What to work on. Say how many lines of the listing below include the word "bound", with no other output.

=== Begin Enclosure ===

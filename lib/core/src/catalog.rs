//! Feature catalogs
//!
//! A [`Catalog`] is built once by [`FeatureStore::build`] from raw rows and is
//! never mutated afterwards. Rankers only read from it and keep their scores
//! in request-scoped buffers.

use crate::error::{Result, SchemaError};
use crate::vector::FeatureVector;
use ahash::AHashMap;
use serde::{Deserialize, Serialize};
use tracing::{debug, warn};

/// One input row: an item name and its numeric cells.
///
/// `None` marks a missing or non-numeric cell and is read as 0.0.
#[derive(Debug, Clone, PartialEq)]
pub struct RawRow {
    pub name: String,
    pub values: Vec<Option<f64>>,
}

impl RawRow {
    pub fn new(name: impl Into<String>, values: Vec<Option<f64>>) -> Self {
        Self {
            name: name.into(),
            values,
        }
    }

    /// Row with every cell present
    pub fn dense(name: impl Into<String>, values: &[f64]) -> Self {
        Self::new(name, values.iter().copied().map(Some).collect())
    }
}

/// How raw columns are turned into the vectors used for ranking
#[derive(Debug, Clone, Copy, Serialize, Deserialize, PartialEq, Eq, Default)]
#[serde(rename_all = "lowercase")]
pub enum Scaling {
    /// `(raw - mean) / std_dev` per column; zero-variance columns divide by 1
    #[default]
    Standard,
    /// Vectors are used as loaded
    Identity,
}

/// Per-column statistics computed once over all catalog rows
#[derive(Debug, Clone, Serialize, Deserialize, PartialEq, Default)]
pub struct ColumnStats {
    pub mean: Vec<f64>,
    /// Population standard deviation
    pub std_dev: Vec<f64>,
}

impl ColumnStats {
    fn compute(matrix: &[Vec<f64>], dim: usize) -> Self {
        let mut mean = vec![0.0; dim];
        let mut std_dev = vec![0.0; dim];

        if matrix.is_empty() {
            return Self { mean, std_dev };
        }

        let n = matrix.len() as f64;
        for row in matrix {
            for (acc, x) in mean.iter_mut().zip(row.iter()) {
                *acc += x;
            }
        }
        for m in &mut mean {
            *m /= n;
        }

        for row in matrix {
            for ((acc, x), m) in std_dev.iter_mut().zip(row.iter()).zip(mean.iter()) {
                *acc += (x - m) * (x - m);
            }
        }
        for s in &mut std_dev {
            *s = (*s / n).sqrt();
        }

        Self { mean, std_dev }
    }

    /// Divisor applied to each column. A column counts as constant when its
    /// variance is within rounding error of zero relative to its mean; it then
    /// divides by 1.0 so its standardized values collapse to 0.
    fn divisors(&self, rows: usize) -> Vec<f64> {
        let n = rows as f64;
        self.mean
            .iter()
            .zip(self.std_dev.iter())
            .map(|(&mean, &sd)| {
                let var = sd * sd;
                let bound = n * f64::EPSILON * var + (n * mean * f64::EPSILON).powi(2);
                if var <= bound {
                    1.0
                } else {
                    sd
                }
            })
            .collect()
    }
}

/// A catalog entry
#[derive(Debug, Clone, Serialize, PartialEq)]
pub struct Item {
    name: String,
    raw: FeatureVector,
    standardized: FeatureVector,
}

impl Item {
    pub fn name(&self) -> &str {
        &self.name
    }

    /// Features as loaded, missing cells filled with 0.0
    pub fn raw(&self) -> &FeatureVector {
        &self.raw
    }

    pub fn standardized(&self) -> &FeatureVector {
        &self.standardized
    }
}

/// Immutable set of items for one domain
#[derive(Debug, Clone)]
pub struct Catalog {
    items: Vec<Item>,
    name_index: AHashMap<String, usize>,
    feature_dim: usize,
    columns: Vec<String>,
    stats: ColumnStats,
    scaling: Scaling,
}

impl Catalog {
    pub fn len(&self) -> usize {
        self.items.len()
    }

    pub fn is_empty(&self) -> bool {
        self.items.is_empty()
    }

    pub fn feature_dim(&self) -> usize {
        self.feature_dim
    }

    /// Column names, empty when the rows were supplied without a header
    pub fn columns(&self) -> &[String] {
        &self.columns
    }

    pub fn stats(&self) -> &ColumnStats {
        &self.stats
    }

    pub fn scaling(&self) -> Scaling {
        self.scaling
    }

    /// Items in first-seen order
    pub fn items(&self) -> &[Item] {
        &self.items
    }

    pub fn item(&self, index: usize) -> Option<&Item> {
        self.items.get(index)
    }

    /// Position of `name` in catalog order
    #[inline]
    pub fn index_of(&self, name: &str) -> Option<usize> {
        self.name_index.get(name.trim()).copied()
    }

    pub fn get(&self, name: &str) -> Option<&Item> {
        self.index_of(name).map(|idx| &self.items[idx])
    }

    pub fn contains(&self, name: &str) -> bool {
        self.index_of(name).is_some()
    }

    pub fn names(&self) -> impl Iterator<Item = &str> + '_ {
        self.items.iter().map(|item| item.name.as_str())
    }

    /// First `limit` names in catalog order
    pub fn list(&self, limit: usize) -> Vec<String> {
        self.names().take(limit).map(str::to_string).collect()
    }
}

/// Builds catalogs from raw rows
#[derive(Debug, Clone, Default)]
pub struct FeatureStore {
    columns: Option<Vec<String>>,
    scaling: Scaling,
}

impl FeatureStore {
    pub fn new() -> Self {
        Self::default()
    }

    /// Fix the column set up front; rows must carry exactly these columns.
    pub fn with_columns(mut self, columns: Vec<String>) -> Self {
        self.columns = Some(columns);
        self
    }

    pub fn with_scaling(mut self, scaling: Scaling) -> Self {
        self.scaling = scaling;
        self
    }

    /// Build an immutable catalog.
    ///
    /// Names are trimmed and deduplicated (first occurrence wins). Every row,
    /// duplicates included, must have the same number of cells, otherwise the
    /// whole build fails with [`SchemaError::InconsistentColumns`].
    pub fn build<I>(&self, rows: I) -> Result<Catalog>
    where
        I: IntoIterator<Item = RawRow>,
    {
        let mut expected = self.columns.as_ref().map(Vec::len);
        let mut names = Vec::new();
        let mut matrix: Vec<Vec<f64>> = Vec::new();
        let mut name_index = AHashMap::new();

        for (row_idx, row) in rows.into_iter().enumerate() {
            let name = row.name.trim();

            let dim = *expected.get_or_insert(row.values.len());
            if row.values.len() != dim {
                return Err(SchemaError::InconsistentColumns {
                    row: row_idx,
                    name: name.to_string(),
                    expected: dim,
                    actual: row.values.len(),
                }
                .into());
            }

            if name.is_empty() {
                warn!("Skipping row {} with blank name", row_idx);
                continue;
            }
            if name_index.contains_key(name) {
                debug!("Dropping duplicate row {} for '{}'", row_idx, name);
                continue;
            }

            name_index.insert(name.to_string(), names.len());
            names.push(name.to_string());
            matrix.push(
                row.values
                    .iter()
                    .map(|cell| cell.filter(|v| v.is_finite()).unwrap_or(0.0))
                    .collect(),
            );
        }

        let feature_dim = expected.unwrap_or(0);
        let stats = ColumnStats::compute(&matrix, feature_dim);
        let divisors = stats.divisors(matrix.len());

        let items = names
            .into_iter()
            .zip(matrix)
            .map(|(name, raw)| {
                let standardized = match self.scaling {
                    Scaling::Standard => raw
                        .iter()
                        .enumerate()
                        .map(|(col, x)| (x - stats.mean[col]) / divisors[col])
                        .collect(),
                    Scaling::Identity => raw.clone(),
                };
                Item {
                    name,
                    raw: FeatureVector::new(raw),
                    standardized: FeatureVector::new(standardized),
                }
            })
            .collect::<Vec<_>>();

        debug!(
            "Built catalog: {} items, {} features, {:?} scaling",
            items.len(),
            feature_dim,
            self.scaling
        );

        Ok(Catalog {
            items,
            name_index,
            feature_dim,
            columns: self.columns.clone().unwrap_or_default(),
            stats,
            scaling: self.scaling,
        })
    }
}
/// `?mode=restaurants` lists, `?name=...` finds similar restaurants
async fn get_restaurants(
    rec: web::Data<Arc<Recommender>>,
    limits: web::Data<RecommendLimits>,
    query: web::Query<RestaurantQuery>,
) -> ActixResult<HttpResponse> {
    if query.mode.as_deref() == Some("restaurants") {
        return Ok(match rec.list_items(CatalogKind::Restaurant, limits.browse) {
            Ok(names) => HttpResponse::Ok().json(named(names)),
            Err(e) => error_response(e, StatusCode::NOT_FOUND, ""),
        });
    }

    let Some(name) = query.name.as_deref().map(str::trim).filter(|n| !n.is_empty()) else {
        return Ok(error_json(
            StatusCode::BAD_REQUEST,
            "Provide ?mode=restaurants or ?name=...",
        ));
    };

    Ok(match rec.nearest_neighbors(CatalogKind::Restaurant, name, limits.nearest) {
        Ok(names) => HttpResponse::Ok().json(named(names)),
        Err(Error::ItemNotFound(_)) => error_json(
            StatusCode::NOT_FOUND,
            format!("Restaurant '{}' not found.", name),
        ),
        Err(e) => error_response(e, StatusCode::NOT_FOUND, ""),
    })
}

async fn recommend_restaurants(
    rec: web::Data<Arc<Recommender>>,
    limits: web::Data<RecommendLimits>,
    req: web::Json<UserPreferences>,
) -> ActixResult<HttpResponse> {
    Ok(
        match rec.aggregate_by_voting(CatalogKind::Restaurant, &req.user_preferences, limits.preferences) {
            Ok(names) => HttpResponse::Ok().json(named(names)),
            Err(e) => error_response(e, StatusCode::NOT_FOUND, "No matching restaurants found"),
        },
    )
}

/// `?name=hotels` lists, any other name finds similar hotels
async fn get_hotels(
    rec: web::Data<Arc<Recommender>>,
    limits: web::Data<RecommendLimits>,
    query: web::Query<NameQuery>,
) -> ActixResult<HttpResponse> {
    let Some(name) = query.name.as_deref().filter(|n| !n.is_empty()) else {
        return Ok(error_json(StatusCode::BAD_REQUEST, "Missing 'name' parameter"));
    };

    let result = if name.eq_ignore_ascii_case("hotels") {
        rec.list_items(CatalogKind::Hotel, limits.browse)
    } else {
        rec.nearest_neighbors(CatalogKind::Hotel, name, limits.nearest)
    };

    Ok(match result {
        Ok(names) => HttpResponse::Ok().json(named(names)),
        Err(Error::ItemNotFound(_)) => {
            error_json(StatusCode::NOT_FOUND, format!("Hotel '{}' not found.", name))
        }
        Err(e) => error_response(e, StatusCode::NOT_FOUND, ""),
    })
}

async fn recommend_hotels(
    rec: web::Data<Arc<Recommender>>,
    limits: web::Data<RecommendLimits>,
    req: web::Json<HotelPreferences>,
) -> ActixResult<HttpResponse> {
    Ok(
        match rec.aggregate_by_voting(CatalogKind::Hotel, &req.hotels, limits.preferences) {
            Ok(names) => HttpResponse::Ok().json(named(names)),
            Err(e) => error_response(e, StatusCode::NOT_FOUND, "No valid hotel names found"),
        },
    )
}

/// `?name=places` lists; any other name finds similar places
async fn get_places(
    rec: web::Data<Arc<Recommender>>,
    limits: web::Data<RecommendLimits>,
    query: web::Query<NameQuery>,
) -> ActixResult<HttpResponse> {
    let name = query.name.as_deref().unwrap_or_default();

    if name.eq_ignore_ascii_case("places") {
        return Ok(match rec.list_items(CatalogKind::Place, limits.browse) {
            Ok(names) => HttpResponse::Ok().json(named(names)),
            Err(e) => error_response(e, StatusCode::NOT_FOUND, ""),
        });
    }

    Ok(match rec.nearest_neighbors(CatalogKind::Place, name, limits.nearest) {
        Ok(names) => HttpResponse::Ok().json(serde_json::json!({
            "results": named(names)
        })),
        Err(Error::ItemNotFound(_)) => {
            error_json(StatusCode::NOT_FOUND, format!("Place '{}' not found.", name))
        }
        Err(e) => error_response(e, StatusCode::NOT_FOUND, ""),
    })
}

async fn recommend_places(
    rec: web::Data<Arc<Recommender>>,
    limits: web::Data<RecommendLimits>,
    req: web::Json<UserPreferences>,
) -> ActixResult<HttpResponse> {
    Ok(
        match rec.aggregate_by_centroid(CatalogKind::Place, &req.user_preferences, limits.preferences) {
            Ok(names) => HttpResponse::Ok().json(serde_json::json!({
                "results": named(names)
            })),
            Err(e) => error_response(e, StatusCode::BAD_REQUEST, "No valid places found"),
        },
    )
}

async fn recommend_combined(
    rec: web::Data<Arc<Recommender>>,
    limits: web::Data<RecommendLimits>,
    req: web::Json<CombinedQuery>,
) -> ActixResult<HttpResponse> {
    info!(
        "Combined recommendation: {} hotels, {} restaurants, {} places",
        req.hotels.len(),
        req.restaurants.len(),
        req.tourist_places.len()
    );
    Ok(match rec.combined(&req, limits.combined) {
        Ok(result) => HttpResponse::Ok().json(result),
        Err(e) => error_response(e, StatusCode::BAD_REQUEST, ""),
    })
}

#[cfg(test)]
mod tests {
    use super::*;
    use actix_web::test;
    use serde_json::{json, Value};
    use tripsim_core::{CatalogRegistry, FeatureStore, RawRow};

    fn recommender() -> Arc<Recommender> {
        let restaurants = FeatureStore::new()
            .build(vec![
                RawRow::dense("Felfela", &[4.5, 1.5, 2.5]),
                RawRow::dense("Zooba", &[4.6, 1.2, 2.8]),
                RawRow::dense("Sequoia", &[4.2, 4.0, 0.5]),
                RawRow::dense("Kazouza", &[4.1, 3.8, 0.7]),
            ])
            .unwrap();
        let hotels = FeatureStore::new()
            .build(vec![
                RawRow::dense("Mena House", &[5.0, 300.0]),
                RawRow::dense("Steigenberger", &[4.5, 180.0]),
                RawRow::dense("Ibis", &[3.0, 60.0]),
            ])
            .unwrap();
        let places = FeatureStore::new()
            .build(vec![
                RawRow::dense("Pyramids", &[1.0, 0.0, 1.0]),
                RawRow::dense("Egyptian Museum", &[1.0, 1.0, 0.0]),
                RawRow::dense("Khan el-Khalili", &[0.0, 1.0, 1.0]),
            ])
            .unwrap();
        let registry = CatalogRegistry::builder()
            .insert(CatalogKind::Restaurant, restaurants)
            .insert(CatalogKind::Hotel, hotels)
            .insert(CatalogKind::Place, places)
            .build();
        Arc::new(Recommender::new(Arc::new(registry)))
    }

    macro_rules! app {
        () => {
            test::init_service(App::new().configure(|cfg| {
                RestApi::configure(cfg, recommender(), RecommendLimits::default())
            }))
            .await
        };
    }

    #[actix_web::test]
    async fn test_browse_restaurants() {
        let app = app!();
        let req = test::TestRequest::get()
            .uri("/api/restaurants?mode=restaurants")
            .to_request();
        let body: Value = test::call_and_read_body_json(&app, req).await;
        assert_eq!(
            body,
            json!([
                {"name": "Felfela"},
                {"name": "Zooba"},
                {"name": "Sequoia"},
                {"name": "Kazouza"}
            ])
        );
    }

    #[actix_web::test]
    async fn test_similar_restaurants() {
        let app = app!();
        let req = test::TestRequest::get()
            .uri("/api/restaurants?name=%20Felfela")
            .to_request();
        let body: Value = test::call_and_read_body_json(&app, req).await;
        let names: Vec<&str> = body
            .as_array()
            .unwrap()
            .iter()
            .map(|item| item["name"].as_str().unwrap())
            .collect();
        assert_eq!(names.len(), 3);
        assert_eq!(names[0], "Zooba");
        assert!(!names.contains(&"Felfela"));
    }

    #[actix_web::test]
    async fn test_restaurant_errors() {
        let app = app!();

        let req = test::TestRequest::get().uri("/api/restaurants").to_request();
        let resp = test::call_service(&app, req).await;
        assert_eq!(resp.status(), StatusCode::BAD_REQUEST);

        let req = test::TestRequest::get()
            .uri("/api/restaurants?name=Nowhere")
            .to_request();
        let resp = test::call_service(&app, req).await;
        assert_eq!(resp.status(), StatusCode::NOT_FOUND);

        let req = test::TestRequest::post()
            .uri("/api/restaurants")
            .set_json(json!({"user_preferences": ["Nowhere"]}))
            .to_request();
        let resp = test::call_service(&app, req).await;
        assert_eq!(resp.status(), StatusCode::NOT_FOUND);
    }

    #[actix_web::test]
    async fn test_hotel_preferences() {
        let app = app!();
        let req = test::TestRequest::post()
            .uri("/api/hotels")
            .set_json(json!({"hotels": ["Mena House"]}))
            .to_request();
        let body: Value = test::call_and_read_body_json(&app, req).await;
        assert_eq!(body, json!([{"name": "Steigenberger"}, {"name": "Ibis"}]));

        let req = test::TestRequest::get().uri("/api/hotels").to_request();
        let resp = test::call_service(&app, req).await;
        assert_eq!(resp.status(), StatusCode::BAD_REQUEST);

        let req = test::TestRequest::get().uri("/api/hotels?name=Hotels").to_request();
        let body: Value = test::call_and_read_body_json(&app, req).await;
        assert_eq!(body.as_array().unwrap().len(), 3);
    }

    #[actix_web::test]
    async fn test_place_endpoints() {
        let app = app!();

        let req = test::TestRequest::get()
            .uri("/api/places?name=Pyramids")
            .to_request();
        let body: Value = test::call_and_read_body_json(&app, req).await;
        assert_eq!(body["results"].as_array().unwrap().len(), 2);

        let req = test::TestRequest::post()
            .uri("/api/places")
            .set_json(json!({"user_preferences": ["Pyramids"]}))
            .to_request();
        let body: Value = test::call_and_read_body_json(&app, req).await;
        let results = body["results"].as_array().unwrap();
        assert_eq!(results.len(), 2);
        assert!(results.iter().all(|item| item["name"] != "Pyramids"));

        // Centroid aggregation reports an unmatched list as a bad request
        let req = test::TestRequest::post()
            .uri("/api/places")
            .set_json(json!({"user_preferences": ["Atlantis"]}))
            .to_request();
        let resp = test::call_service(&app, req).await;
        assert_eq!(resp.status(), StatusCode::BAD_REQUEST);

        let req = test::TestRequest::get().uri("/api/places").to_request();
        let resp = test::call_service(&app, req).await;
        assert_eq!(resp.status(), StatusCode::NOT_FOUND);
    }

    #[actix_web::test]
    async fn test_combined_falls_back_when_nothing_matches() {
        let app = app!();
        let req = test::TestRequest::post()
            .uri("/recommend")
            .set_json(json!({
                "hotels": ["Atlantis Resort"],
                "restaurants": ["Sequoia"]
            }))
            .to_request();
        let body: Value = test::call_and_read_body_json(&app, req).await;

        assert_eq!(body["hotels"], json!(["Mena House", "Steigenberger", "Ibis"]));
        assert_eq!(body["restaurants"][0], "Kazouza");
        assert_eq!(body["restaurants"].as_array().unwrap().len(), 3);
        assert_eq!(
            body["tourist_places"],
            json!(["Pyramids", "Egyptian Museum", "Khan el-Khalili"])
        );
    }

    #[actix_web::test]
    async fn test_list_catalogs() {
        let app = app!();
        let req = test::TestRequest::get().uri("/catalogs").to_request();
        let body: Value = test::call_and_read_body_json(&app, req).await;
        assert_eq!(body[0]["kind"], "restaurant");
        assert_eq!(body[0]["items"], 4);
        assert_eq!(body[1]["features"], 2);
    }

    #[actix_web::test]
    async fn test_catalog_by_kind() {
        let app = app!();
        let req = test::TestRequest::get().uri("/catalogs/tourist_places").to_request();
        let body: Value = test::call_and_read_body_json(&app, req).await;
        assert_eq!(body["kind"], "place");
        assert_eq!(body["items"], 3);

        let req = test::TestRequest::get().uri("/catalogs/spaceships").to_request();
        let resp = test::call_service(&app, req).await;
        assert_eq!(resp.status(), StatusCode::NOT_FOUND);
    }
}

=== End Enclosure ===

Result for this exercise. 2